1ac Possibly fancying Kate Moss, being rejected after small ball, is stupid meddling (9) looked as though it could be MODEL< after a small ball, but the BEAD for BEADLEDOM would have to wait. However, it didn't have to wait long as BRESCIA went in at 1dn (Italian city cooked crabs, that is (7)), courtesy of Chambers Crossword Dictionary, followed by AUFS at 2 from Forgotten changelings regularly eat up fish (4) (regular letters of eAt Up FiSh).

Next came 3dn DRAPPIE and 4dn LAC, and I was feeling happy. It was fairly evident that symmetrical entries would not in themselves give a symmetrical grid and would form part of longer words or need to be truncated somehow. However, that could be dealt with later.

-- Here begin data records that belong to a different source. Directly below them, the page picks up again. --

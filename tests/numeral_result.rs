use binary_numeral::{Mode, NumeralResult, decode};
use dcbor::prelude::*;
use hex_literal::hex;
use indoc::indoc;

#[test]
fn display_under_every_mode() {
    let raw = "11000000001000000000000000000000";
    let lines: Vec<String> = Mode::ALL
        .into_iter()
        .map(|mode| decode(raw, mode).unwrap().to_string())
        .collect();
    assert_eq!(
        lines.join("\n"),
        indoc! {"
            11000000001000000000000000000000 [STANDARD]: decimal=3223322624 hex=C0200000
            11000000001000000000000000000000 [SIGNED]: decimal=-1071644672 hex=3FE00000
            11000000001000000000000000000000 [FLOATING_POINT]: decimal=-2.5 hex=3"}
    );
}

#[test]
fn cbor_map_is_deterministic() {
    let r = decode("1011", Mode::Unsigned).unwrap();
    let data = CBOR::from(r).to_cbor_data();
    // {"hex": "B", "bits": "1011", "mode": "STANDARD", "decimal": "11"}
    assert_eq!(
        data,
        hex!(
            "a4"
            "63686578" "6142"
            "6462697473" "6431303131"
            "646d6f6465" "685354414e44415244"
            "67646563696d616c" "623131"
        )
    );
}

#[test]
fn cbor_roundtrip() {
    for (raw, mode) in [
        ("1011", Mode::Unsigned),
        ("10000000", Mode::Signed),
        ("00111111110000000000000000000000", Mode::FloatingPoint),
    ] {
        let r = decode(raw, mode).unwrap();
        let data = CBOR::from(r.clone()).to_cbor_data();
        let back = NumeralResult::try_from(CBOR::try_from_data(data).unwrap())
            .unwrap();
        assert_eq!(r, back);
    }
}

#[test]
fn cbor_rejects_inconsistent_fields() {
    let mut map = Map::new();
    map.insert("bits", "1011");
    map.insert("mode", "STANDARD");
    map.insert("decimal", "11");
    map.insert("hex", "C");
    assert!(NumeralResult::try_from(CBOR::from(map)).is_err());
}

#[test]
fn cbor_rejects_invalid_bits_and_modes() {
    let mut map = Map::new();
    map.insert("bits", "1021");
    map.insert("mode", "STANDARD");
    map.insert("decimal", "0");
    map.insert("hex", "0");
    assert!(NumeralResult::try_from(CBOR::from(map)).is_err());

    let mut map = Map::new();
    map.insert("bits", "1011");
    map.insert("mode", "OCTAL");
    map.insert("decimal", "11");
    map.insert("hex", "B");
    assert!(NumeralResult::try_from(CBOR::from(map)).is_err());

    assert!(NumeralResult::try_from(CBOR::from("1011")).is_err());
}

#[test]
fn json_form() {
    let r = decode("11110000", Mode::Signed).unwrap();
    assert_eq!(
        serde_json::to_string(&r).unwrap(),
        r#"{"bits":"11110000","mode":"SIGNED","decimal":"-16","hex":"10"}"#
    );
}

#[test]
fn pattern_hex_keeps_leading_nibbles() {
    let r = decode("00001010", Mode::Unsigned).unwrap();
    assert_eq!(r.hex(), "A");
    assert_eq!(r.literal().pattern_hex(), "0A");
    assert_eq!(r.literal().to_be_bytes(), hex!("0a"));

    let r = decode("11110000", Mode::Signed).unwrap();
    assert_eq!(r.literal().pattern_hex(), "F0");
}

5dn DISA, 7dn CARLS and what looked like USNIC at 9dn but that wasn’t in C. (I really must learn to mark clues for words that the preamble tells me are not in Chambers.) With the top coming together fairly quickly, I worked down the rest of the grid methodically, although not quite as fast as the top. What’s more, after an hour’s solving, and an almost full grid, I didn’t have a single clash!

Meanwhile, despite having identified many of the extra words in the clues, they didn’t seem to be spelling out anything meaningful.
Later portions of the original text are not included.